** SOURCE DATA **
────────

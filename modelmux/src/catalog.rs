//! Provider registry and model catalog.
//!
//! Pure lookup tables, immutable after startup. The engine constructs one
//! [`Catalog`] (usually [`Catalog::builtin`]) and passes it explicitly as
//! an `Arc` into every component that needs it; there is no global state.

use std::collections::HashMap;

use serde::{Deserialize, Serialize};
use thiserror::Error;

/// Quality score assigned to models that do not declare one.
pub const DEFAULT_QUALITY_SCORE: f32 = 0.85;

/// Lookup failure for an unknown provider or model id.
#[derive(Debug, Clone, PartialEq, Eq, Error)]
pub enum RoutingError {
    #[error("unknown provider: {0}")]
    UnknownProvider(String),

    #[error("unknown model: {0}")]
    UnknownModel(String),
}

/// Wire-format family a provider speaks. One request adapter exists per
/// family in [`crate::wire`].
#[derive(Debug, Clone, Copy, PartialEq, Eq, Hash, Serialize, Deserialize)]
#[serde(rename_all = "kebab-case")]
pub enum WireFamily {
    ChatCompletions,
    MessagesApi,
    GenerateContent,
    LocalGenerate,
}

impl std::fmt::Display for WireFamily {
    fn fmt(&self, f: &mut std::fmt::Formatter<'_>) -> std::fmt::Result {
        match self {
            Self::ChatCompletions => write!(f, "chat-completions"),
            Self::MessagesApi => write!(f, "messages-api"),
            Self::GenerateContent => write!(f, "generate-content"),
            Self::LocalGenerate => write!(f, "local-generate"),
        }
    }
}

/// A backend connection template.
#[derive(Debug, Clone, Serialize, Deserialize)]
pub struct Provider {
    pub id: String,
    /// Endpoint URL; may contain a `{model}` placeholder (generate-content).
    pub endpoint: String,
    /// Environment variable holding the credential. `None` exactly for
    /// unauthenticated local providers.
    pub auth_env: Option<String>,
    pub family: WireFamily,
}

impl Provider {
    pub fn new(
        id: impl Into<String>,
        endpoint: impl Into<String>,
        auth_env: Option<&str>,
        family: WireFamily,
    ) -> Self {
        Self {
            id: id.into(),
            endpoint: endpoint.into(),
            auth_env: auth_env.map(String::from),
            family,
        }
    }
}

/// A named model bound to exactly one provider.
#[derive(Debug, Clone, Serialize, Deserialize)]
pub struct ModelSpec {
    pub id: String,
    pub provider_id: String,
    /// Static quality score in `[0, 1]`, used for consensus ranking.
    pub quality_score: f32,
}

impl ModelSpec {
    pub fn new(id: impl Into<String>, provider_id: impl Into<String>, quality_score: f32) -> Self {
        Self {
            id: id.into(),
            provider_id: provider_id.into(),
            quality_score,
        }
    }
}

/// Immutable provider/model lookup tables.
#[derive(Debug)]
pub struct Catalog {
    providers: HashMap<String, Provider>,
    models: HashMap<String, ModelSpec>,
}

impl Catalog {
    /// Build a catalog, validating that every model references an existing
    /// provider.
    pub fn new(providers: Vec<Provider>, models: Vec<ModelSpec>) -> Result<Self, RoutingError> {
        let providers: HashMap<String, Provider> =
            providers.into_iter().map(|p| (p.id.clone(), p)).collect();
        for model in &models {
            if !providers.contains_key(&model.provider_id) {
                return Err(RoutingError::UnknownProvider(model.provider_id.clone()));
            }
        }
        let models = models.into_iter().map(|m| (m.id.clone(), m)).collect();
        Ok(Self { providers, models })
    }

    /// The built-in production catalog.
    pub fn builtin() -> Self {
        let providers = [
            Provider::new(
                "openai",
                "https://api.openai.com/v1/chat/completions",
                Some("OPENAI_API_KEY"),
                WireFamily::ChatCompletions,
            ),
            Provider::new(
                "anthropic",
                "https://api.anthropic.com/v1/messages",
                Some("ANTHROPIC_API_KEY"),
                WireFamily::MessagesApi,
            ),
            Provider::new(
                "gemini",
                "https://generativelanguage.googleapis.com/v1beta/models/{model}:generateContent",
                Some("GEMINI_API_KEY"),
                WireFamily::GenerateContent,
            ),
            Provider::new(
                "ollama",
                "http://localhost:11434/api/generate",
                None,
                WireFamily::LocalGenerate,
            ),
        ];
        let models = [
            ModelSpec::new("gpt-4o", "openai", 0.92),
            ModelSpec::new("gpt-4o-mini", "openai", 0.80),
            ModelSpec::new("claude-sonnet-4-20250514", "anthropic", 0.95),
            ModelSpec::new("gemini-2.0-flash", "gemini", DEFAULT_QUALITY_SCORE),
            ModelSpec::new("llama3.1", "ollama", 0.75),
            ModelSpec::new("qwen2.5-coder", "ollama", 0.82),
        ];
        // Static data is correct by construction; validation is for
        // caller-supplied catalogs.
        Self {
            providers: providers.into_iter().map(|p| (p.id.clone(), p)).collect(),
            models: models.into_iter().map(|m| (m.id.clone(), m)).collect(),
        }
    }

    pub fn provider(&self, id: &str) -> Result<&Provider, RoutingError> {
        self.providers
            .get(id)
            .ok_or_else(|| RoutingError::UnknownProvider(id.to_string()))
    }

    pub fn model(&self, id: &str) -> Result<&ModelSpec, RoutingError> {
        self.models
            .get(id)
            .ok_or_else(|| RoutingError::UnknownModel(id.to_string()))
    }

    /// Non-erroring lookup used by the router's binding-wins rule.
    pub fn find_model(&self, id: &str) -> Option<&ModelSpec> {
        self.models.get(id)
    }

    /// The `n` highest-scored model ids, score descending with id-ascending
    /// tiebreak so the default fan-out set is deterministic.
    pub fn top_models(&self, n: usize) -> Vec<String> {
        let mut models: Vec<&ModelSpec> = self.models.values().collect();
        models.sort_by(|a, b| {
            b.quality_score
                .partial_cmp(&a.quality_score)
                .unwrap_or(std::cmp::Ordering::Equal)
                .then_with(|| a.id.cmp(&b.id))
        });
        models.into_iter().take(n).map(|m| m.id.clone()).collect()
    }

    pub fn providers(&self) -> impl Iterator<Item = &Provider> {
        self.providers.values()
    }

    pub fn models(&self) -> impl Iterator<Item = &ModelSpec> {
        self.models.values()
    }
}
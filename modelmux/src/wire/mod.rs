//! Request adapters, one per provider wire-format family.
//!
//! Each submodule owns the typed request/response structs for its family
//! and exposes `build` / `parse`. This module dispatches on
//! [`WireFamily`] and applies the shared non-2xx rule: a completed exchange
//! with a non-success status is a parse-level failure of that call, never
//! an error thrown past the dispatcher.

mod chat_completions;
mod generate_content;
mod local_generate;
mod messages;

use crate::catalog::{Provider, WireFamily};
use crate::error::CallError;
use crate::transport::{HttpCall, HttpReply};
use crate::types::InvocationRequest;

/// Build the outbound call for a provider. `secret` is `None` only for
/// unauthenticated local providers.
pub fn build_call(
    provider: &Provider,
    model_id: &str,
    request: &InvocationRequest,
    secret: Option<&str>,
) -> Result<HttpCall, CallError> {
    let secret = secret.unwrap_or_default();
    match provider.family {
        WireFamily::ChatCompletions => {
            chat_completions::build(&provider.endpoint, model_id, request, secret)
        }
        WireFamily::MessagesApi => messages::build(&provider.endpoint, model_id, request, secret),
        WireFamily::GenerateContent => {
            generate_content::build(&provider.endpoint, model_id, request, secret)
        }
        WireFamily::LocalGenerate => local_generate::build(&provider.endpoint, model_id, request),
    }
}

/// Extract the response text for a family, or the reason it is unusable.
pub fn extract_text(family: WireFamily, reply: &HttpReply) -> Result<String, CallError> {
    if !reply.is_success() {
        return Err(CallError::Parse(format!(
            "HTTP {}: {}",
            reply.status,
            snippet(&reply.body)
        )));
    }
    match family {
        WireFamily::ChatCompletions => chat_completions::parse(&reply.body),
        WireFamily::MessagesApi => messages::parse(&reply.body),
        WireFamily::GenerateContent => generate_content::parse(&reply.body),
        WireFamily::LocalGenerate => local_generate::parse(&reply.body),
    }
}

/// First part of an error body, bounded so provider error pages do not
/// flood logs.
fn snippet(body: &str) -> String {
    const MAX: usize = 200;
    if body.chars().count() <= MAX {
        body.to_string()
    } else {
        let cut: String = body.chars().take(MAX).collect();
        format!("{cut}...")
    }
}

#[cfg(test)]
mod tests {
    use super::*;

    #[test]
    fn non_2xx_is_a_parse_failure_with_status() {
        let reply = HttpReply {
            status: 429,
            body: "rate limited".to_string(),
        };
        let err = extract_text(WireFamily::ChatCompletions, &reply).unwrap_err();
        match err {
            CallError::Parse(msg) => {
                assert!(msg.contains("429"));
                assert!(msg.contains("rate limited"));
            }
            other => panic!("expected parse error, got {other:?}"),
        }
    }

    #[test]
    fn long_error_bodies_are_truncated() {
        let reply = HttpReply {
            status: 500,
            body: "x".repeat(1000),
        };
        let err = extract_text(WireFamily::LocalGenerate, &reply).unwrap_err();
        let msg = err.to_string();
        assert!(msg.len() < 300);
        assert!(msg.contains("..."));
    }
}
//! Multi-provider LLM routing and ensemble consensus engine.
//!
//! modelmux resolves which backend serves a prompt, dispatches one or many
//! calls concurrently to heterogeneous HTTP providers, isolates per-call
//! failure, and ranks the concurrent results into a consensus report.
//!
//! # Components
//!
//! - `catalog`: immutable provider/model lookup tables, built once at
//!   startup and passed explicitly
//! - `router`: explicit and keyword-based provider/model resolution
//! - `credentials`: fail-fast per-provider secret lookup
//! - `wire`: one typed request/response mapping per provider wire family
//! - `dispatch`: single-call and fan-out execution with per-call timeouts
//!   and failure isolation
//! - `consensus`: request-ordered report with argmax winner selection
//! - `health`: TTL-cached liveness gate for the sidecar backend
//!
//! # Usage
//!
//! ```bash
//! # Single routed call
//! modelmux ask "Explain recursion"
//!
//! # Fan-out across the top-scored models
//! modelmux consensus "Summarize this design"
//!
//! # Explicit ensemble
//! modelmux consensus "Review the plan" --model gpt-4o --model llama3.1
//! ```

pub mod catalog;
pub mod config;
pub mod consensus;
pub mod credentials;
pub mod dispatch;
pub mod engine;
pub mod error;
pub mod health;
pub mod router;
pub mod transport;
pub mod types;
pub mod wire;

// Re-export the engine surface
pub use engine::ModelMux;
pub use error::{CallError, MuxError};
pub use types::{ConsensusReport, InvocationRequest, InvocationResult, InvokeOptions};

// Re-export catalog and configuration types
pub use catalog::{Catalog, ModelSpec, Provider, RoutingError, WireFamily};
pub use config::{MuxConfig, SidecarConfig};

// Re-export component types for callers that compose their own stack
pub use credentials::{CredentialError, CredentialResolver};
pub use dispatch::Dispatcher;
pub use health::{HealthMonitor, HealthStatus};
pub use router::{RoleModels, Route, Router};
pub use transport::{HttpCall, HttpMethod, HttpReply, HttpTransport, ReqwestTransport};
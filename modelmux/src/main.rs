//! modelmux CLI.
//!
//! Thin front end over [`modelmux::ModelMux`]:
//!
//! ```bash
//! modelmux ask "Explain recursion"
//! modelmux ask "Fix this panic" --provider ollama --model auto
//! modelmux consensus "Summarize X" --model gpt-4o --model llama3.1
//! modelmux models
//! modelmux health
//! ```

use anyhow::{bail, Result};
use clap::{Parser, Subcommand};

use modelmux::{InvocationResult, InvokeOptions, ModelMux, MuxConfig, MuxError};

#[derive(Parser, Debug)]
#[command(author, version, about = "Multi-provider LLM routing and consensus", long_about = None)]
struct Args {
    #[command(subcommand)]
    command: Command,
}

#[derive(Subcommand, Debug)]
enum Command {
    /// Route a prompt to one provider and print the response
    Ask {
        prompt: String,

        /// Provider id, or "auto" to use the configured default
        #[arg(long, default_value = "auto")]
        provider: String,

        /// Model id, or "auto" to classify the prompt
        #[arg(long, default_value = "auto")]
        model: String,

        #[arg(long)]
        temperature: Option<f32>,

        #[arg(long)]
        max_tokens: Option<u32>,

        /// Per-call deadline in seconds (overrides MODELMUX_TIMEOUT_SECS)
        #[arg(long)]
        timeout_secs: Option<u64>,
    },

    /// Fan a prompt out to several models and print the ranked report
    Consensus {
        prompt: String,

        /// Model id to include; repeat for more. Empty uses the top-scored
        /// catalog models.
        #[arg(long = "model")]
        models: Vec<String>,
    },

    /// List the provider and model catalog
    Models,

    /// Probe the sidecar backend and report its health
    Health,
}

#[tokio::main]
async fn main() -> Result<()> {
    tracing_subscriber::fmt()
        .with_env_filter(
            tracing_subscriber::EnvFilter::from_default_env()
                .add_directive("modelmux=info".parse()?),
        )
        .with_writer(std::io::stderr)
        .init();

    let args = Args::parse();
    let mux = ModelMux::new(MuxConfig::from_env())?;

    match args.command {
        Command::Ask {
            prompt,
            provider,
            model,
            temperature,
            max_tokens,
            timeout_secs,
        } => {
            let mut options = InvokeOptions {
                provider,
                model,
                ..InvokeOptions::default()
            };
            if let Some(temperature) = temperature {
                options.temperature = temperature;
            }
            if let Some(max_tokens) = max_tokens {
                options.max_tokens = max_tokens;
            }
            if let Some(secs) = timeout_secs {
                options.timeout = Some(std::time::Duration::from_secs(secs));
            }

            let result = mux.invoke(&prompt, options).await?;
            match &result.outcome {
                Ok(text) => println!("{text}"),
                Err(err) => bail!("{} failed: {err}", result.model_id),
            }
        }

        Command::Consensus { prompt, models } => match mux.consensus(&prompt, &models).await {
            Ok(report) => {
                print_report(&report.results, Some(&report.winner_model_id));
            }
            Err(MuxError::NoSuccessfulResponse { results }) => {
                print_report(&results, None);
                bail!("no model returned a usable response");
            }
            Err(err) => return Err(err.into()),
        },

        Command::Models => {
            let catalog = mux.catalog();
            let mut providers: Vec<_> = catalog.providers().collect();
            providers.sort_by(|a, b| a.id.cmp(&b.id));
            for provider in providers {
                println!("{} [{}] {}", provider.id, provider.family, provider.endpoint);
                let mut models: Vec<_> = catalog
                    .models()
                    .filter(|m| m.provider_id == provider.id)
                    .collect();
                models.sort_by(|a, b| a.id.cmp(&b.id));
                for model in models {
                    println!("  {} (score {:.2})", model.id, model.quality_score);
                }
            }
        }

        Command::Health => {
            let healthy = mux.check_health().await;
            println!("{}", if healthy { "healthy" } else { "unhealthy" });
            if !healthy {
                std::process::exit(1);
            }
        }
    }

    Ok(())
}

/// Render the full per-model report, marking the winner when there is one.
fn print_report(results: &[InvocationResult], winner: Option<&str>) {
    for result in results {
        let marker = if Some(result.model_id.as_str()) == winner {
            '*'
        } else {
            ' '
        };
        match &result.outcome {
            Ok(text) => {
                println!("{marker} {} (score {:.2})", result.model_id, result.score);
                for line in text.lines() {
                    println!("    {line}");
                }
            }
            Err(err) => {
                println!(
                    "{marker} {} (score {:.2}) failed: {err}",
                    result.model_id, result.score
                );
            }
        }
    }
}
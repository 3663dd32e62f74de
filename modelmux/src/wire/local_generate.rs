//! Ollama-style local generate wire format.
//!
//! No auth; non-streaming; text at `response`.

use serde::{Deserialize, Serialize};

use crate::error::CallError;
use crate::transport::HttpCall;
use crate::types::InvocationRequest;

#[derive(Serialize)]
struct GenerateRequest<'a> {
    model: &'a str,
    prompt: &'a str,
    stream: bool,
}

#[derive(Deserialize)]
struct GenerateResponse {
    response: Option<String>,
}

pub(super) fn build(
    endpoint: &str,
    model_id: &str,
    request: &InvocationRequest,
) -> Result<HttpCall, CallError> {
    let payload = GenerateRequest {
        model: model_id,
        prompt: &request.prompt,
        stream: false,
    };
    let body = serde_json::to_value(&payload).map_err(|e| CallError::Parse(e.to_string()))?;
    Ok(HttpCall::post(endpoint, body))
}

pub(super) fn parse(body: &str) -> Result<String, CallError> {
    let response: GenerateResponse = serde_json::from_str(body)
        .map_err(|e| CallError::Parse(format!("local-generate response: {e}")))?;
    response
        .response
        .ok_or_else(|| CallError::Parse("local-generate response has no response field".into()))
}
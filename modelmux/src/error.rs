//! Error taxonomy for routing, dispatch, and aggregation.
//!
//! Two layers, matching how failures propagate:
//!
//! - [`MuxError`] is the fail-fast layer: routing and credential problems
//!   raised before any network attempt, plus the aggregation-level
//!   `NoSuccessfulResponse` and the health-gate `ServiceUnavailable`.
//! - [`CallError`] is the per-call layer: transport, timeout, and response
//!   shape failures captured on an individual `InvocationResult`, never
//!   thrown across the fan-out boundary.

use std::time::Duration;

use thiserror::Error;

use crate::catalog::RoutingError;
use crate::credentials::CredentialError;
use crate::types::InvocationResult;

/// Failure of a single provider call, stored on its `InvocationResult`.
#[derive(Debug, Clone, PartialEq, Error)]
pub enum CallError {
    /// Transport-level failure: connect refused, DNS, broken stream.
    #[error("network: {0}")]
    Network(String),

    /// The per-call deadline elapsed before the provider answered.
    #[error("timed out after {0:?}")]
    Timeout(Duration),

    /// Non-2xx status or a response body that did not match the provider's
    /// documented shape.
    #[error("unexpected response: {0}")]
    Parse(String),

    /// Credential missing for a fan-out sibling. The single-call path
    /// fails fast with [`CredentialError`] instead.
    #[error("missing credential: {0} is not set")]
    Credential(String),
}

/// Unified error type for the engine surface.
#[derive(Debug, Error)]
pub enum MuxError {
    #[error(transparent)]
    Routing(#[from] RoutingError),

    #[error(transparent)]
    Credential(#[from] CredentialError),

    #[error("configuration error: {0}")]
    Config(String),

    /// Every fan-out call failed. Carries the full per-model report so the
    /// caller can still render the individual failures.
    #[error("no model returned a usable response ({} attempted)", results.len())]
    NoSuccessfulResponse { results: Vec<InvocationResult> },

    /// Health-gated short circuit: the sidecar backend is down, so the
    /// request was not attempted.
    #[error("sidecar backend is unavailable")]
    ServiceUnavailable,

    #[error("http client: {0}")]
    Client(String),
}

#[cfg(test)]
mod tests {
    use super::*;

    #[test]
    fn call_error_display_names_the_deadline() {
        let err = CallError::Timeout(Duration::from_secs(30));
        assert!(err.to_string().contains("30"));
    }

    #[test]
    fn no_successful_response_counts_attempts() {
        let results = vec![
            InvocationResult::failure("a", CallError::Network("down".into()), 0.8),
            InvocationResult::failure("b", CallError::Network("down".into()), 0.9),
        ];
        let err = MuxError::NoSuccessfulResponse { results };
        assert!(err.to_string().contains("2 attempted"));
    }
}
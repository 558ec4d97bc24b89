//! The relay loop.
//!
//! One listening endpoint and a growing set of accepted peers, all serviced
//! from a single task. Each [`Relay::cycle`] waits once on the whole
//! [`WatchedSet`], then accepts a pending connection or reads one message unit
//! from each ready peer and writes it to every other peer.

use std::{
    future::Future,
    io::{self, Read, Write},
    net::{SocketAddr, TcpListener, TcpStream},
};

use tokio::select;
use tracing::{debug, info, warn};

use crate::{
    config::{RelayConfig, WriteFailurePolicy},
    error::RelayError,
    mux::{Handle, Multiplexer, PollMultiplexer},
    watched::WatchedSet,
};

/// One accepted connection.
#[derive(Debug)]
pub struct Peer {
    stream: TcpStream,
    addr: SocketAddr,
}

impl Peer {
    pub fn addr(&self) -> SocketAddr {
        self.addr
    }
}

pub struct Relay<M = PollMultiplexer> {
    // Declared first so registrations are dropped before the sockets close.
    mux: M,
    listener: TcpListener,
    watched: WatchedSet<Peer>,
    buffer: Box<[u8]>,
    write_failure: WriteFailurePolicy,
}

impl Relay<PollMultiplexer> {
    pub fn new(listener: TcpListener, config: RelayConfig) -> Result<Self, RelayError> {
        Self::with_multiplexer(listener, config, PollMultiplexer::new())
    }
}

impl<M: Multiplexer> Relay<M> {
    pub fn with_multiplexer(
        listener: TcpListener,
        config: RelayConfig,
        mut mux: M,
    ) -> Result<Self, RelayError> {
        listener.set_nonblocking(true).map_err(RelayError::Listener)?;
        let handle = Handle::of(&listener);
        mux.register(handle).map_err(RelayError::Listener)?;

        Ok(Self {
            mux,
            listener,
            watched: WatchedSet::new(handle),
            buffer: vec![0; config.buffer_size.get()].into_boxed_slice(),
            write_failure: config.write_failure,
        })
    }

    pub fn local_addr(&self) -> io::Result<SocketAddr> {
        self.listener.local_addr()
    }

    pub fn watched(&self) -> &WatchedSet<Peer> {
        &self.watched
    }

    pub fn peer_count(&self) -> usize {
        self.watched.len()
    }

    /// Runs cycles until `shutdown` resolves or the wait fails.
    pub async fn run_until<F>(&mut self, shutdown: F) -> Result<(), RelayError>
    where
        F: Future<Output = ()>,
    {
        tokio::pin!(shutdown);

        loop {
            select! {
                _ = &mut shutdown => break,
                result = self.cycle() => result?,
            }
        }

        info!(peers = self.watched.len(), "relay shutting down");
        Ok(())
    }

    pub async fn run_until_ctrl_c(&mut self) -> Result<(), RelayError> {
        self.run_until(async {
            if let Err(err) = tokio::signal::ctrl_c().await {
                warn!(error = ?err, "failed to install ctrl-c handler");
                std::future::pending::<()>().await;
            }
        })
        .await
    }

    /// One wait followed by dispatch of every ready handle.
    ///
    /// An interrupted wait returns `Ok` without touching any state. The only
    /// await point is the wait itself, so dropping this future never leaves a
    /// unit half relayed.
    pub async fn cycle(&mut self) -> Result<(), RelayError> {
        let interest = self.watched.interest();
        let ready = match self.mux.wait(&interest).await {
            Ok(ready) => ready,
            Err(err) if err.is_recoverable() => {
                debug!(error = %err, "wait interrupted; retrying");
                return Ok(());
            }
            Err(err) => return Err(err.into()),
        };

        for handle in ready {
            if handle == self.watched.listener() {
                self.accept_connection();
            } else if self.watched.contains(handle) {
                self.service_peer(handle);
            }
        }

        Ok(())
    }

    fn accept_connection(&mut self) {
        let listener = &self.listener;
        match self.mux.attempt(self.watched.listener(), || listener.accept()) {
            Ok((stream, addr)) => self.admit(stream, addr),
            Err(err) if err.kind() == io::ErrorKind::WouldBlock => {
                debug!("listener readiness was spurious");
            }
            Err(err) => warn!(error = ?err, "failed to accept connection"),
        }
    }

    fn admit(&mut self, stream: TcpStream, addr: SocketAddr) {
        if let Err(err) = stream.set_nonblocking(true) {
            warn!(peer = %addr, error = ?err, "failed to configure connection; dropping it");
            return;
        }

        let handle = Handle::of(&stream);
        if let Err(err) = self.mux.register(handle) {
            warn!(peer = %addr, error = ?err, "failed to watch connection; dropping it");
            return;
        }

        self.watched.insert(handle, Peer { stream, addr });
        info!(
            peer = %addr,
            %handle,
            max_handle = %self.watched.max_handle(),
            "new connection"
        );
    }

    fn service_peer(&mut self, handle: Handle) {
        let Some(peer) = self.watched.get(handle) else {
            return;
        };
        let addr = peer.addr;
        let mut stream = &peer.stream;
        let buffer = &mut self.buffer;

        match self.mux.attempt(handle, || stream.read(buffer)) {
            Ok(0) => {
                info!(peer = %addr, %handle, "peer hung up");
                self.retire(handle);
            }
            Ok(len) => self.broadcast(handle, len),
            Err(err)
                if matches!(
                    err.kind(),
                    io::ErrorKind::WouldBlock | io::ErrorKind::Interrupted
                ) =>
            {
                debug!(%handle, "peer readiness was spurious");
            }
            Err(err) => {
                warn!(peer = %addr, %handle, error = ?err, "read failed; retiring connection");
                self.retire(handle);
            }
        }
    }

    /// Writes the first `len` bytes of the buffer to every peer but `sender`.
    ///
    /// A recipient whose send buffer is full misses the unit but stays
    /// connected; only real write errors count as failures.
    fn broadcast(&mut self, sender: Handle, len: usize) {
        let unit = &self.buffer[..len];
        let mut delivered = 0usize;
        let mut skipped = 0usize;
        let mut failed = Vec::new();

        for (handle, peer) in self.watched.recipients(sender) {
            match (&peer.stream).write(unit) {
                Ok(written) => {
                    if written < len {
                        debug!(%handle, written, len, "short write treated as complete");
                    }
                    delivered += 1;
                }
                Err(err)
                    if matches!(
                        err.kind(),
                        io::ErrorKind::WouldBlock | io::ErrorKind::Interrupted
                    ) =>
                {
                    debug!(peer = %peer.addr, %handle, len, "recipient not keeping up; unit dropped for it");
                    skipped += 1;
                }
                Err(err) => {
                    warn!(peer = %peer.addr, %handle, error = ?err, "failed to relay message unit");
                    failed.push(handle);
                }
            }
        }

        debug!(%sender, len, delivered, skipped, failed = failed.len(), "relayed message unit");

        if self.write_failure == WriteFailurePolicy::Retire {
            for handle in failed {
                info!(%handle, "retiring connection after failed write");
                self.retire(handle);
            }
        }
    }

    fn retire(&mut self, handle: Handle) {
        self.mux.deregister(handle);
        if let Some(peer) = self.watched.remove(handle) {
            debug!(peer = %peer.addr, %handle, remaining = self.watched.len(), "connection retired");
        }
    }
}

────────

** ABOUT THIS TASK **
Copy each line of the listing in which the word "repeat" can be found.

** RESPONSE AREA **
            body: "x".repeat(1000),
        /// Model id to include; repeat for more. Empty uses the top-scored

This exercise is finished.